- _YOUR OBJECTIVE_
Give every entry again, word for word and in full.

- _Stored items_
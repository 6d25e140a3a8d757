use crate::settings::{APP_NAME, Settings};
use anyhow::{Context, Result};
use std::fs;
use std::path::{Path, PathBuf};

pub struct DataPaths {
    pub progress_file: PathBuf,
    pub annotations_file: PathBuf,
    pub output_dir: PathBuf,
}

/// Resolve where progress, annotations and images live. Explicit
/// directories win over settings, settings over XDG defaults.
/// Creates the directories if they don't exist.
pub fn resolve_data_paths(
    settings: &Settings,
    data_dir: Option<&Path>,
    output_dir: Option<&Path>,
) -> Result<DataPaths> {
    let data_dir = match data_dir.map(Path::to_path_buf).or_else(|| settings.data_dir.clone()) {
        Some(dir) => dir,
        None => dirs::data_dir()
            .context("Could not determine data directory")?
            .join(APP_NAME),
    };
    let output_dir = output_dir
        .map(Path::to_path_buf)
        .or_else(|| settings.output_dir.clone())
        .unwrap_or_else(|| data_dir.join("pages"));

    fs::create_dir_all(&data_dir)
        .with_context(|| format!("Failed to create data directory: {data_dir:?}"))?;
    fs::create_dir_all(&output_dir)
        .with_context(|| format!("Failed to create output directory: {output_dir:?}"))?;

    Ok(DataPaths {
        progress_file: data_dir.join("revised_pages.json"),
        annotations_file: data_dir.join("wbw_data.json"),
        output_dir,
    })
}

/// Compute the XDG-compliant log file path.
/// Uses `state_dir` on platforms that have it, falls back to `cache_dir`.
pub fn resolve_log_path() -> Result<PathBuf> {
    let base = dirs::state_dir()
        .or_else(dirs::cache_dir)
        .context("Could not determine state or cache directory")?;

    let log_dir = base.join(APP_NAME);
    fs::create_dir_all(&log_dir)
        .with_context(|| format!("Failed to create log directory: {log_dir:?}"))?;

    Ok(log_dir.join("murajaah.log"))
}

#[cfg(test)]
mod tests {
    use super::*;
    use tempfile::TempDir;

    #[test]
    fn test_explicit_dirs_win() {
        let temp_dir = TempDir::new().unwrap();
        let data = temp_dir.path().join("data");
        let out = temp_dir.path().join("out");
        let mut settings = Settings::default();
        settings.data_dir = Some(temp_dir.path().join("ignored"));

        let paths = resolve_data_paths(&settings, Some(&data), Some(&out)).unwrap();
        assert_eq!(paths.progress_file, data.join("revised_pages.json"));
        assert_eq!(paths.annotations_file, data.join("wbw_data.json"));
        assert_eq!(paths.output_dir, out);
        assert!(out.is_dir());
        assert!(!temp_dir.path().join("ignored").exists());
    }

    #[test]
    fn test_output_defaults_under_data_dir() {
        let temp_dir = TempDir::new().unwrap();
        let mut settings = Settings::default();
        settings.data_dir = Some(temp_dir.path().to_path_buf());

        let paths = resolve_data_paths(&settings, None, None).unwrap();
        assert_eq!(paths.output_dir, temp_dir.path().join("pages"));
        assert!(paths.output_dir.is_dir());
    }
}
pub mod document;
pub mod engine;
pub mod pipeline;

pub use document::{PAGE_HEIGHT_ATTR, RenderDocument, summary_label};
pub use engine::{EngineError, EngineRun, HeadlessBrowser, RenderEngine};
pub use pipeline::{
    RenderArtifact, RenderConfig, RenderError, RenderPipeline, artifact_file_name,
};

- _ANSWER BOX_
repository 6d25e140a3a8d757
use crate::settings::{APP_NAME, Settings};
use anyhow::{Context, Result};
use std::fs;
use std::path::{Path, PathBuf};

pub struct DataPaths {
    pub progress_file: PathBuf,
    pub annotations_file: PathBuf,
    pub output_dir: PathBuf,
}

/// Resolve where progress, annotations and images live. Explicit
/// directories win over settings, settings over XDG defaults.
/// Creates the directories if they don't exist.
pub fn resolve_data_paths(
    settings: &Settings,
    data_dir: Option<&Path>,
    output_dir: Option<&Path>,
) -> Result<DataPaths> {
    let data_dir = match data_dir.map(Path::to_path_buf).or_else(|| settings.data_dir.clone()) {
        Some(dir) => dir,
        None => dirs::data_dir()
            .context("Could not determine data directory")?
            .join(APP_NAME),
    };
    let output_dir = output_dir
        .map(Path::to_path_buf)
        .or_else(|| settings.output_dir.clone())
        .unwrap_or_else(|| data_dir.join("pages"));

    fs::create_dir_all(&data_dir)
        .with_context(|| format!("Failed to create data directory: {data_dir:?}"))?;
    fs::create_dir_all(&output_dir)
        .with_context(|| format!("Failed to create output directory: {output_dir:?}"))?;

    Ok(DataPaths {
        progress_file: data_dir.join("revised_pages.json"),
        annotations_file: data_dir.join("wbw_data.json"),
        output_dir,
    })
}

/// Compute the XDG-compliant log file path.
/// Uses `state_dir` on platforms that have it, falls back to `cache_dir`.
pub fn resolve_log_path() -> Result<PathBuf> {
    let base = dirs::state_dir()
        .or_else(dirs::cache_dir)
        .context("Could not determine state or cache directory")?;

    let log_dir = base.join(APP_NAME);
    fs::create_dir_all(&log_dir)
        .with_context(|| format!("Failed to create log directory: {log_dir:?}"))?;

    Ok(log_dir.join("murajaah.log"))
}

#[cfg(test)]
mod tests {
    use super::*;
    use tempfile::TempDir;

    #[test]
    fn test_explicit_dirs_win() {
        let temp_dir = TempDir::new().unwrap();
        let data = temp_dir.path().join("data");
        let out = temp_dir.path().join("out");
        let mut settings = Settings::default();
        settings.data_dir = Some(temp_dir.path().join("ignored"));

        let paths = resolve_data_paths(&settings, Some(&data), Some(&out)).unwrap();
        assert_eq!(paths.progress_file, data.join("revised_pages.json"));
        assert_eq!(paths.annotations_file, data.join("wbw_data.json"));
        assert_eq!(paths.output_dir, out);
        assert!(out.is_dir());
        assert!(!temp_dir.path().join("ignored").exists());
    }

    #[test]
    fn test_output_defaults_under_data_dir() {
        let temp_dir = TempDir::new().unwrap();
        let mut settings = Settings::default();
        settings.data_dir = Some(temp_dir.path().to_path_buf());

        let paths = resolve_data_paths(&settings, None, None).unwrap();
        assert_eq!(paths.output_dir, temp_dir.path().join("pages"));
        assert!(paths.output_dir.is_dir());
    }
}
pub mod document;
pub mod engine;
pub mod pipeline;

pub use document::{PAGE_HEIGHT_ATTR, RenderDocument, summary_label};
pub use engine::{EngineError, EngineRun, HeadlessBrowser, RenderEngine};
pub use pipeline::{
    RenderArtifact, RenderConfig, RenderError, RenderPipeline, artifact_file_name,
};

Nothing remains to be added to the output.